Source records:
/// Convert a bundle name to the identifier its generated module exports.
///
/// Dots are not valid in identifiers, so they become underscores.
///
/// # Examples
/// ```
/// use ambient_core::utils::to_export_ident;
/// assert_eq!(to_export_ident("es2015.symbol.wellknown"), "es2015_symbol_wellknown");
/// assert_eq!(to_export_ident("es5"), "es5");
/// ```
pub fn to_export_ident(bundle_name: &str) -> String {
    bundle_name.replace('.', "_")
}

/// Whether `s` can be written as an unquoted property key.
///
/// Accepts ASCII identifier names only: a letter, `_` or `$`, followed by
/// letters, digits, `_` or `$`.
///
/// # Examples
/// ```
/// use ambient_core::utils::is_identifier_name;
/// assert!(is_identifier_name("Array"));
/// assert!(is_identifier_name("$jsx_1"));
/// assert!(!is_identifier_name("es2015.core"));
/// assert!(!is_identifier_name("unique symbol"));
/// ```
pub fn is_identifier_name(s: &str) -> bool {
    let mut chars = s.chars();
    let Some(first) = chars.next() else {
        return false;
    };
    if !(first.is_ascii_alphabetic() || first == '_' || first == '$') {
        return false;
    }
    chars.all(|c| c.is_ascii_alphanumeric() || c == '_' || c == '$')
}

/// Quote `s` as a single-quoted string literal.
///
/// # Examples
/// ```
/// use ambient_core::utils::single_quote;
/// assert_eq!(single_quote("es5"), "'es5'");
/// assert_eq!(single_quote("it's"), r"'it\'s'");
/// ```
pub fn single_quote(s: &str) -> String {
    let mut out = String::with_capacity(s.len() + 2);
    out.push('\'');
    for c in s.chars() {
        match c {
            '\'' => out.push_str("\\'"),
            '\\' => out.push_str("\\\\"),
            '\n' => out.push_str("\\n"),
            '\r' => out.push_str("\\r"),
            _ => out.push(c),
        }
    }
    out.push('\'');
    out
}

EXERCISE REQUIREMENTS: Find and copy each line above that includes the string "chars".

SOLUTION TO THIS EXERCISE:
    let mut chars = s.chars();
    let Some(first) = chars.next() else {
    chars.all(|c| c.is_ascii_alphanumeric() || c == '_' || c == '$')
    for c in s.chars() {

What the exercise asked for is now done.